A permutation \(\pi \in \mathbb {S}_n\) is k-balanced if every permutation of order k occurs in \(\pi \) equally often, through order-isomorphism. In this paper, we explicitly construct k-balanced permutations for \(k \le 3\), and every n that satisfies the necessary divisibility conditions. In contrast, we prove that for \(k \ge 4\), no such permutations exist. In fact, we show that in the case \(k \ge 4\), every n-element permutation is at least \(\Omega _n(n^{k-1})\) far from being k-balanced. This lower bound is matched for \(k=4\), by a construction based on the Erdős–Szekeres permutation.

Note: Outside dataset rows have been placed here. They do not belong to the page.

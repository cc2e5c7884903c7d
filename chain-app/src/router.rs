//! Message dispatch by route

use crate::msg::AppMsg;
use crate::{Error, Result};
use staking_core::{Context, Keeper, Msg, StakingMsg, Tags};
use std::collections::BTreeMap;
use std::fmt;

/// Applies messages for one route
pub trait Handler {
    /// Apply `msg` against `ctx`, returning tags for indexing
    fn handle(&self, ctx: &mut Context<'_>, msg: &AppMsg) -> Result<Tags>;
}

/// Route → handler table
#[derive(Default)]
pub struct Router {
    routes: BTreeMap<&'static str, Box<dyn Handler>>,
}

impl fmt::Debug for Router {
    fn fmt(&self, f: &mut fmt::Formatter<'_>) -> fmt::Result {
        f.debug_struct("Router")
            .field("routes", &self.routes.keys().collect::<Vec<_>>())
            .finish()
    }
}

impl Router {
    /// Empty router
    pub fn new() -> Self {
        Self::default()
    }

    /// Register `handler` for `route`
    pub fn add_route(&mut self, route: &'static str, handler: Box<dyn Handler>) -> Result<()> {
        if self.routes.contains_key(route) {
            return Err(Error::DuplicateRoute(route.to_string()));
        }
        self.routes.insert(route, handler);
        Ok(())
    }

    /// Whether `route` has a handler
    pub fn has_route(&self, route: &str) -> bool {
        self.routes.contains_key(route)
    }

    /// Dispatch `msg` by its route
    pub fn dispatch(&self, ctx: &mut Context<'_>, msg: &AppMsg) -> Result<Tags> {
        let route = msg.route();
        let handler = self
            .routes
            .get(route)
            .ok_or_else(|| Error::UnknownRoute(route.to_string()))?;
        handler.handle(ctx, msg)
    }
}

/// Handler for the `staking` route
#[derive(Debug, Clone)]
pub struct StakingHandler {
    keeper: Keeper,
}

impl StakingHandler {
    /// Wrap a keeper
    pub fn new(keeper: Keeper) -> Self {
        Self { keeper }
    }
}

impl Handler for StakingHandler {
    fn handle(&self, ctx: &mut Context<'_>, msg: &AppMsg) -> Result<Tags> {
        let msg = match msg {
            AppMsg::Staking(m) => m,
            other => return Err(Error::UnknownRoute(other.route().to_string())),
        };
        let tags = match msg {
            StakingMsg::CreateValidator(m) => self.keeper.apply_create_validator(ctx, m)?,
            StakingMsg::EditValidator(m) => self.keeper.apply_edit_validator(ctx, m)?,
            StakingMsg::Delegate(m) => self.keeper.apply_delegate(ctx, m)?,
            StakingMsg::Undelegate(m) => self.keeper.apply_undelegate(ctx, m)?,
            StakingMsg::BeginRedelegate(m) => self.keeper.apply_begin_redelegate(ctx, m)?,
            StakingMsg::IndexDelegate(m) => self.keeper.apply_index_delegate(ctx, m)?,
        };
        Ok(tags)
    }
}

如果阶数 k 的每个排列通过阶同构在 \（\pi \） 中出现的频率相同，则排列 \（\pi \in \mathbb {S}_n\） 是 k 平衡的。在本文中，我们为 \（k \le 3\） 以及满足必要整除条件的每个 n 显式构造了 k 平衡排列。相反，我们证明对于 \（k \ge 4\），不存在这样的排列。事实上，我们表明，在 \（k \ge 4\） 的情况下，每个 n 元素排列至少与 \（\Omega _n（n^{k-1}）\） 相去甚远。这个下限与\（k=4\）匹配，由基于Erdős-Szekeres排列的构造匹配。